**ACTIVITY:** Copy out the data line by line exactly, from its start to the line bearing "use docstream::service::Orchestrator;", inclusive.
*** Opening of DATA FOR PROCESSING ***
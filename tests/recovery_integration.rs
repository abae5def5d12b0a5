//! Integration tests for crash recovery and circuit-breaker behavior.

use docstream::config::Settings;
use docstream::events::{EventSink, JobEvent};
use docstream::extract::{ExtractError, ExtractOutput, Extractor};
use docstream::job::{Job, JobId, JobStatus, PayloadRef, Plan};
use docstream::queue::Tier;
use docstream::service::Orchestrator;
use docstream::store::{JobRecord, JobStore, MemoryJobStore};
use futures::future::BoxFuture;
use std::collections::HashMap;
use std::sync::atomic::{AtomicUsize, Ordering};
use std::sync::{Arc, Mutex};
use std::time::Duration;
use tokio_util::sync::CancellationToken;

// =============================================================================
// Test Helpers
// =============================================================================

struct TestExtractor {
    delay: Duration,
    fail_counts: Mutex<HashMap<String, u32>>,
    calls: AtomicUsize,
}

impl TestExtractor {
    fn new(delay: Duration) -> Self {
        Self {
            delay,
            fail_counts: Mutex::new(HashMap::new()),
            calls: AtomicUsize::new(0),
        }
    }

    fn fail_first(&self, path: &str, times: u32) {
        self.fail_counts
            .lock()
            .unwrap()
            .insert(path.to_string(), times);
    }

    fn total_calls(&self) -> usize {
        self.calls.load(Ordering::SeqCst)
    }
}

impl Extractor for TestExtractor {
    fn extract<'a>(
        &'a self,
        payload: &'a PayloadRef,
    ) -> BoxFuture<'a, Result<ExtractOutput, ExtractError>> {
        Box::pin(async move {
            self.calls.fetch_add(1, Ordering::SeqCst);
            tokio::time::sleep(self.delay).await;

            let path = payload.path.to_string_lossy().to_string();
            let should_fail = {
                let mut counts = self.fail_counts.lock().unwrap();
                match counts.get_mut(&path) {
                    Some(remaining) if *remaining > 0 => {
                        *remaining -= 1;
                        true
                    }
                    _ => false,
                }
            };

            if should_fail {
                Err(ExtractError::Engine("scripted failure".to_string()))
            } else {
                Ok(ExtractOutput {
                    result_path: payload.path.with_extension("out"),
                    bytes: payload.size_bytes,
                })
            }
        })
    }
}

#[derive(Default)]
struct CollectingSink {
    events: Mutex<Vec<JobEvent>>,
}

impl CollectingSink {
    fn collected(&self) -> Vec<JobEvent> {
        self.events.lock().unwrap().clone()
    }
}

impl EventSink for CollectingSink {
    fn emit(&self, event: JobEvent) {
        self.events.lock().unwrap().push(event);
    }
}

fn fast_settings() -> Settings {
    let mut settings = Settings::default();
    settings.health.clock_resolution = Duration::from_millis(10);
    settings.health.heartbeat_interval = Duration::from_millis(20);
    settings.retry.base_delay = Duration::from_millis(20);
    settings.retry.max_delay = Duration::from_millis(200);
    settings
}

/// Polls until the store shows the record in `status`, or panics.
async fn wait_for_status(store: &MemoryJobStore, id: &JobId, status: JobStatus) {
    for _ in 0..200 {
        if store.record(id).map(|r| r.status) == Some(status) {
            return;
        }
        tokio::time::sleep(Duration::from_millis(25)).await;
    }
    panic!(
        "record {} never reached {:?}; last seen {:?}",
        id,
        status,
        store.record(id).map(|r| r.status)
    );
}

const MB: u64 = 1024 * 1024;

// =============================================================================
// Crash Recovery
// =============================================================================

#[tokio::test]
async fn test_job_left_processing_is_resubmitted_and_completes_once() {
    let extractor = Arc::new(TestExtractor::new(Duration::from_millis(10)));
    let store = Arc::new(MemoryJobStore::new());
    let sink = Arc::new(CollectingSink::default());

    // A job the previous process died while executing.
    let mut interrupted = Job::new(
        PayloadRef::new("/in/interrupted.docx", MB),
        "owner-9",
        Plan::Standard,
        Tier::Normal,
    );
    interrupted.id = JobId::new("doc-interrupted");
    let mut record = JobRecord::from_job(&interrupted);
    record.status = JobStatus::Processing;
    store.insert(record);

    let orchestrator = Orchestrator::new(
        fast_settings(),
        Arc::clone(&extractor) as Arc<dyn Extractor>,
        Arc::clone(&store) as Arc<dyn JobStore>,
        Arc::clone(&sink) as Arc<dyn EventSink>,
    )
    .unwrap();
    let shutdown = CancellationToken::new();
    let runner = tokio::spawn(orchestrator.run(shutdown.clone()));

    let id = JobId::new("doc-interrupted");
    wait_for_status(&store, &id, JobStatus::Completed).await;

    // Exactly one terminal write: re-processing happened once.
    assert_eq!(store.terminal_writes(&id), 1);
    assert_eq!(extractor.total_calls(), 1);

    // The restart was announced.
    assert!(sink
        .collected()
        .iter()
        .any(|e| matches!(e, JobEvent::SystemRecovery { .. })));

    shutdown.cancel();
    let _ = runner.await;
}

#[tokio::test]
async fn test_queued_record_recovers_with_retry_count_preserved() {
    let extractor = Arc::new(TestExtractor::new(Duration::from_millis(10)));
    let store = Arc::new(MemoryJobStore::new());
    let sink = Arc::new(CollectingSink::default());

    let mut job = Job::new(
        PayloadRef::new("/in/was-retrying.docx", MB),
        "owner-3",
        Plan::Premium,
        Tier::Premium,
    );
    job.id = JobId::new("doc-was-retrying");
    job.retry_count = 2;
    let mut record = JobRecord::from_job(&job);
    record.status = JobStatus::Queued;
    store.insert(record);

    let orchestrator = Orchestrator::new(
        fast_settings(),
        Arc::clone(&extractor) as Arc<dyn Extractor>,
        Arc::clone(&store) as Arc<dyn JobStore>,
        sink,
    )
    .unwrap();
    let shutdown = CancellationToken::new();
    let runner = tokio::spawn(orchestrator.run(shutdown.clone()));

    let id = JobId::new("doc-was-retrying");
    wait_for_status(&store, &id, JobStatus::Completed).await;

    // The consumed retry budget survived the restart.
    assert_eq!(store.record(&id).unwrap().retry_count, 2);

    shutdown.cancel();
    let _ = runner.await;
}

#[tokio::test]
async fn test_stale_records_outside_window_are_left_alone() {
    let extractor = Arc::new(TestExtractor::new(Duration::from_millis(10)));
    let store = Arc::new(MemoryJobStore::new());
    let sink = Arc::new(CollectingSink::default());

    let mut job = Job::new(
        PayloadRef::new("/in/ancient.docx", MB),
        "owner-5",
        Plan::Standard,
        Tier::Normal,
    );
    job.id = JobId::new("doc-ancient");
    let mut record = JobRecord::from_job(&job);
    record.status = JobStatus::Processing;
    record.updated_at = chrono::Utc::now() - chrono::Duration::hours(48);
    store.insert(record);

    let orchestrator = Orchestrator::new(
        fast_settings(),
        Arc::clone(&extractor) as Arc<dyn Extractor>,
        Arc::clone(&store) as Arc<dyn JobStore>,
        sink,
    )
    .unwrap();
    let shutdown = CancellationToken::new();
    let runner = tokio::spawn(orchestrator.run(shutdown.clone()));

    tokio::time::sleep(Duration::from_millis(300)).await;

    // Outside the recovery window: untouched, never re-executed.
    let id = JobId::new("doc-ancient");
    assert_eq!(store.record(&id).unwrap().status, JobStatus::Processing);
    assert_eq!(store.terminal_writes(&id), 0);
    assert_eq!(extractor.total_calls(), 0);

    shutdown.cancel();
    let _ = runner.await;
}

// =============================================================================
// Circuit Breaker
// =============================================================================

#[tokio::test]
async fn test_circuit_rejections_do_not_consume_retry_budget() {
    let extractor = Arc::new(TestExtractor::new(Duration::from_millis(5)));
    extractor.fail_first("/in/tripping.docx", 2);
    let store = Arc::new(MemoryJobStore::new());
    let sink = Arc::new(CollectingSink::default());

    let mut settings = fast_settings();
    settings.retry.max_retries = 5;
    settings.breaker.failure_threshold = 2;
    settings.breaker.circuit_timeout = Duration::from_millis(100);

    let orchestrator = Orchestrator::new(
        settings,
        Arc::clone(&extractor) as Arc<dyn Extractor>,
        Arc::clone(&store) as Arc<dyn JobStore>,
        Arc::clone(&sink) as Arc<dyn EventSink>,
    )
    .unwrap();
    let service = orchestrator.service();
    let shutdown = CancellationToken::new();
    let runner = tokio::spawn(orchestrator.run(shutdown.clone()));

    let mut handle = service
        .submit_job(PayloadRef::new("/in/tripping.docx", MB), "owner-1", Plan::Standard)
        .unwrap();

    let status = tokio::time::timeout(Duration::from_secs(10), handle.wait())
        .await
        .expect("job timed out");
    assert_eq!(status, JobStatus::Completed);

    // Two real failures tripped the breaker; while it was open the job was
    // re-queued without the engine ever being invoked, so only the final
    // probe call was added.
    assert_eq!(extractor.total_calls(), 3);

    tokio::time::sleep(Duration::from_millis(50)).await;
    let record = store.record(handle.id()).unwrap();
    // Only the two real failures consumed retry budget.
    assert_eq!(record.retry_count, 2);

    // The open-circuit period surfaced to the owner as progress, never
    // failure.
    assert!(!sink
        .collected()
        .iter()
        .any(|e| matches!(e, JobEvent::JobFailed { .. })));

    shutdown.cancel();
    let _ = runner.await;
}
*** Close of DATA FOR PROCESSING ***
**RESULT:**
filename tests/recovery_integration.rs
repository abae5def5d12b0a5
//! Integration tests for crash recovery and circuit-breaker behavior.

use docstream::config::Settings;
use docstream::events::{EventSink, JobEvent};
use docstream::extract::{ExtractError, ExtractOutput, Extractor};
use docstream::job::{Job, JobId, JobStatus, PayloadRef, Plan};
use docstream::queue::Tier;
use docstream::service::Orchestrator;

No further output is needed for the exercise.